Failed Drug Therapy

Until fairly recently, if a female patient with urge incontinence did not respond to drug therapy there were not many effective options.  Fortunately, that is no longer the case.  Often, if a patient does not respond to the standard anticholinergic therapy, there may be a misdiagnosis.  First and foremost, if urodynamic testing and cystoscopy and consultation with a urogynecologist has not been considered, that should be the next step.  Urogynecologists have training which is specific to female anatomy.  Often the problem is not just a functional bladder problem, but an anatomic problem caused by the “dropped bladder” (cystocele).  As the bladder drops, the urethra can become kinked, resulting in bladder outlet obstruction.  When this is the primary problem, anticholinergic therapy (e.g.

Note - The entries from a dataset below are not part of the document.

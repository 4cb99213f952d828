//! Deterministic in-memory collaborators for tests.
//!
//! Every fake is cheap to clone and clones share state, so a test can hand
//! one clone to the code under test and inspect recorded calls on another.

use std::collections::BTreeMap;
use std::sync::{Arc, Mutex, MutexGuard};

use crate::collab::{
    Build, BuildQuery, BuildStatus, ClusterQuery, CommandRunner, Infrastructure, Node, ShellCommand,
};
use crate::errors::{HarnessError, HarnessResult};
use crate::options::{InfraOptions, InfraOutputs};

fn lock<T>(mutex: &Mutex<T>) -> MutexGuard<'_, T> {
    mutex.lock().unwrap_or_else(|poisoned| poisoned.into_inner())
}

/// Records commands; answers by command-line prefix.
#[derive(Debug, Clone, Default)]
pub struct RecordingCommandRunner {
    inner: Arc<Mutex<CommandScript>>,
}

#[derive(Debug, Default)]
struct CommandScript {
    responses: Vec<(String, Result<String, String>)>,
    calls: Vec<ShellCommand>,
}

impl RecordingCommandRunner {
    pub fn new() -> Self {
        Self::default()
    }

    /// Answer commands whose command line starts with `prefix`.
    pub fn respond_to(&self, prefix: impl Into<String>, output: impl Into<String>) {
        lock(&self.inner)
            .responses
            .push((prefix.into(), Ok(output.into())));
    }

    /// Fail commands whose command line starts with `prefix`.
    pub fn fail_on(&self, prefix: impl Into<String>, message: impl Into<String>) {
        lock(&self.inner)
            .responses
            .push((prefix.into(), Err(message.into())));
    }

    pub fn calls(&self) -> Vec<ShellCommand> {
        lock(&self.inner).calls.clone()
    }

    pub fn command_lines(&self) -> Vec<String> {
        self.calls().iter().map(ShellCommand::command_line).collect()
    }
}

impl CommandRunner for RecordingCommandRunner {
    fn run(&self, command: &ShellCommand) -> HarnessResult<String> {
        let mut script = lock(&self.inner);
        script.calls.push(command.clone());
        let line = command.command_line();
        let response = script
            .responses
            .iter()
            .find(|(prefix, _)| line.starts_with(prefix.as_str()))
            .map(|(_, response)| response.clone());
        match response {
            Some(Ok(output)) => Ok(output),
            Some(Err(message)) => Err(HarnessError::fatal(&command.program, message)),
            None => Ok(String::new()),
        }
    }
}

/// Cluster whose node listing follows a script, one entry per call.
///
/// The last entry repeats once the script runs out.
#[derive(Debug, Clone, Default)]
pub struct ScriptedNodeSource {
    inner: Arc<Mutex<NodeScript>>,
}

#[derive(Debug, Default)]
struct NodeScript {
    script: Vec<Result<Vec<Node>, String>>,
    calls: usize,
}

impl ScriptedNodeSource {
    pub fn new() -> Self {
        Self::default()
    }

    /// One call per entry, each reporting that many ready nodes.
    pub fn ready_counts(counts: impl IntoIterator<Item = usize>) -> Self {
        let source = Self::new();
        for count in counts {
            source.push_nodes(
                (0..count)
                    .map(|i| Node::new(format!("node-{i}"), true))
                    .collect(),
            );
        }
        source
    }

    pub fn push_nodes(&self, nodes: Vec<Node>) {
        lock(&self.inner).script.push(Ok(nodes));
    }

    pub fn push_error(&self, message: impl Into<String>) {
        lock(&self.inner).script.push(Err(message.into()));
    }

    pub fn calls(&self) -> usize {
        lock(&self.inner).calls
    }
}

impl ClusterQuery for ScriptedNodeSource {
    fn list_nodes(&self) -> HarnessResult<Vec<Node>> {
        let mut script = lock(&self.inner);
        let index = script.calls.min(script.script.len().saturating_sub(1));
        script.calls += 1;
        match script.script.get(index) {
            Some(Ok(nodes)) => Ok(nodes.clone()),
            Some(Err(message)) => Err(HarnessError::fatal("kubectl", message.clone())),
            None => Ok(Vec::new()),
        }
    }
}

/// Build service with one build whose status follows a script.
#[derive(Debug, Clone)]
pub struct ScriptedBuildSource {
    inner: Arc<Mutex<BuildScript>>,
}

#[derive(Debug)]
struct BuildScript {
    build_id: String,
    statuses: Vec<BuildStatus>,
    images: Vec<String>,
    empty_listings: usize,
    list_calls: usize,
    get_calls: usize,
    deleted: Vec<String>,
    fail_delete: Option<String>,
}

impl ScriptedBuildSource {
    /// `get_build` walks `statuses` one call at a time, repeating the last.
    pub fn for_build(
        build_id: impl Into<String>,
        statuses: impl IntoIterator<Item = BuildStatus>,
    ) -> Self {
        Self {
            inner: Arc::new(Mutex::new(BuildScript {
                build_id: build_id.into(),
                statuses: statuses.into_iter().collect(),
                images: Vec::new(),
                empty_listings: 0,
                list_calls: 0,
                get_calls: 0,
                deleted: Vec::new(),
                fail_delete: None,
            })),
        }
    }

    /// The first `n` trigger listings come back empty.
    #[must_use]
    pub fn with_empty_listings(self, n: usize) -> Self {
        lock(&self.inner).empty_listings = n;
        self
    }

    #[must_use]
    pub fn with_images<I, S>(self, images: I) -> Self
    where
        I: IntoIterator<Item = S>,
        S: Into<String>,
    {
        lock(&self.inner).images = images.into_iter().map(Into::into).collect();
        self
    }

    #[must_use]
    pub fn failing_deletes(self, message: impl Into<String>) -> Self {
        lock(&self.inner).fail_delete = Some(message.into());
        self
    }

    pub fn list_calls(&self) -> usize {
        lock(&self.inner).list_calls
    }

    pub fn get_calls(&self) -> usize {
        lock(&self.inner).get_calls
    }

    pub fn deleted_images(&self) -> Vec<String> {
        lock(&self.inner).deleted.clone()
    }

    fn current(script: &BuildScript, index: usize) -> Build {
        let status = script
            .statuses
            .get(index.min(script.statuses.len().saturating_sub(1)))
            .cloned()
            .unwrap_or(BuildStatus::Queued);
        Build {
            id: script.build_id.clone(),
            status,
            images: script.images.clone(),
        }
    }
}

impl BuildQuery for ScriptedBuildSource {
    fn list_builds_for_trigger(&self, _trigger_id: &str) -> HarnessResult<Vec<Build>> {
        let mut script = lock(&self.inner);
        script.list_calls += 1;
        if script.list_calls <= script.empty_listings {
            return Ok(Vec::new());
        }
        Ok(vec![Self::current(&script, script.get_calls)])
    }

    fn get_build(&self, id: &str) -> HarnessResult<Build> {
        let mut script = lock(&self.inner);
        if id != script.build_id {
            return Err(HarnessError::fatal("cloud-build", format!("build {id} not found")));
        }
        let build = Self::current(&script, script.get_calls);
        script.get_calls += 1;
        Ok(build)
    }

    fn delete_image(&self, image: &str) -> HarnessResult<()> {
        let mut script = lock(&self.inner);
        if let Some(message) = &script.fail_delete {
            return Err(HarnessError::fatal("gcr", message.clone()));
        }
        script.deleted.push(image.to_string());
        Ok(())
    }
}

/// What a [`RecordingInfrastructure`] was asked to do.
#[derive(Debug, Clone, PartialEq)]
pub enum InfraCall {
    Apply(InfraOptions),
    Destroy(InfraOptions),
    Output(String),
}

/// Infrastructure that records calls and serves configured outputs.
#[derive(Debug, Clone, Default)]
pub struct RecordingInfrastructure {
    inner: Arc<Mutex<InfraScript>>,
}

#[derive(Debug, Default)]
struct InfraScript {
    outputs: BTreeMap<String, String>,
    calls: Vec<InfraCall>,
    fail_apply: Option<String>,
    fail_destroy: Option<String>,
}

impl RecordingInfrastructure {
    pub fn new() -> Self {
        Self::default()
    }

    #[must_use]
    pub fn with_output(self, key: impl Into<String>, value: impl Into<String>) -> Self {
        lock(&self.inner).outputs.insert(key.into(), value.into());
        self
    }

    #[must_use]
    pub fn failing_apply(self, message: impl Into<String>) -> Self {
        lock(&self.inner).fail_apply = Some(message.into());
        self
    }

    #[must_use]
    pub fn failing_destroy(self, message: impl Into<String>) -> Self {
        lock(&self.inner).fail_destroy = Some(message.into());
        self
    }

    pub fn calls(&self) -> Vec<InfraCall> {
        lock(&self.inner).calls.clone()
    }

    pub fn applies(&self) -> usize {
        self.count(|c| matches!(c, InfraCall::Apply(_)))
    }

    pub fn destroys(&self) -> usize {
        self.count(|c| matches!(c, InfraCall::Destroy(_)))
    }

    fn count(&self, pred: impl Fn(&InfraCall) -> bool) -> usize {
        lock(&self.inner).calls.iter().filter(|c| pred(c)).count()
    }
}

impl Infrastructure for RecordingInfrastructure {
    fn apply(&self, options: &InfraOptions) -> HarnessResult<InfraOutputs> {
        let mut script = lock(&self.inner);
        script.calls.push(InfraCall::Apply(options.clone()));
        if let Some(message) = &script.fail_apply {
            return Err(HarnessError::fatal("terraform", message.clone()));
        }
        Ok(script
            .outputs
            .iter()
            .map(|(k, v)| (k.clone(), serde_json::Value::String(v.clone())))
            .collect())
    }

    fn destroy(&self, options: &InfraOptions) -> HarnessResult<()> {
        let mut script = lock(&self.inner);
        script.calls.push(InfraCall::Destroy(options.clone()));
        match &script.fail_destroy {
            Some(message) => Err(HarnessError::fatal("terraform", message.clone())),
            None => Ok(()),
        }
    }

    fn output(&self, _options: &InfraOptions, key: &str) -> HarnessResult<String> {
        let mut script = lock(&self.inner);
        script.calls.push(InfraCall::Output(key.to_string()));
        script
            .outputs
            .get(key)
            .cloned()
            .ok_or_else(|| HarnessError::fatal("terraform", format!("output '{key}' not found")))
    }
}

#[cfg(test)]
mod tests {
    use super::*;

    #[test]
    fn test_command_runner_first_matching_prefix_wins() {
        let runner = RecordingCommandRunner::new();
        runner.respond_to("git remote", "added");
        runner.fail_on("git", "not a repository");
        assert_eq!(
            runner
                .run(&ShellCommand::new("git").args(["remote", "add"]))
                .unwrap(),
            "added"
        );
        assert!(runner.run(&ShellCommand::new("git").arg("push")).is_err());
        assert_eq!(runner.run(&ShellCommand::new("ls")).unwrap(), "");
        assert_eq!(runner.calls().len(), 3);
    }

    #[test]
    fn test_node_source_repeats_last_entry() {
        let nodes = ScriptedNodeSource::ready_counts([1, 2]);
        assert_eq!(nodes.list_nodes().unwrap().len(), 1);
        assert_eq!(nodes.list_nodes().unwrap().len(), 2);
        assert_eq!(nodes.list_nodes().unwrap().len(), 2);
        assert_eq!(nodes.calls(), 3);
    }

    #[test]
    fn test_build_source_walks_statuses() {
        let builds = ScriptedBuildSource::for_build("b-1", [BuildStatus::Queued, BuildStatus::Success])
            .with_empty_listings(1);
        assert!(builds.list_builds_for_trigger("t").unwrap().is_empty());
        assert_eq!(builds.list_builds_for_trigger("t").unwrap()[0].id, "b-1");
        assert_eq!(builds.get_build("b-1").unwrap().status, BuildStatus::Queued);
        assert_eq!(builds.get_build("b-1").unwrap().status, BuildStatus::Success);
        assert_eq!(builds.get_build("b-1").unwrap().status, BuildStatus::Success);
        assert!(builds.get_build("other").is_err());
        assert_eq!(builds.get_calls(), 3);
    }

    #[test]
    fn test_infrastructure_records_calls() {
        let infra = RecordingInfrastructure::new().with_output("trigger_id", "t-1");
        let opts = InfraOptions::new("/m");
        infra.apply(&opts).unwrap();
        assert_eq!(infra.output(&opts, "trigger_id").unwrap(), "t-1");
        assert!(infra.output(&opts, "missing").is_err());
        infra.destroy(&opts).unwrap();
        assert_eq!(infra.applies(), 1);
        assert_eq!(infra.destroys(), 1);
        assert_eq!(infra.calls().len(), 4);
    }
}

Detrol, Ditropan, Vesicare, Enablex, Sanctura, Oxytrol and many more) may actually make the problem worse.  Urogynecologists are uniquely qualified to evaluate and treat this problem, usually without surgery.

When the diagnosis is correct and appropriate for anticholinergic therapy, but the drugs just don’t work, there is a great new option.  Many women with an accurate diagnosis, who do not respond to drug therapy, will respond to the newest treatment option, called sacral nerve stimulation therapy, or InterStim.  Now a fairly simple office procedure can test whether Interstim therapy will work where drugs did not.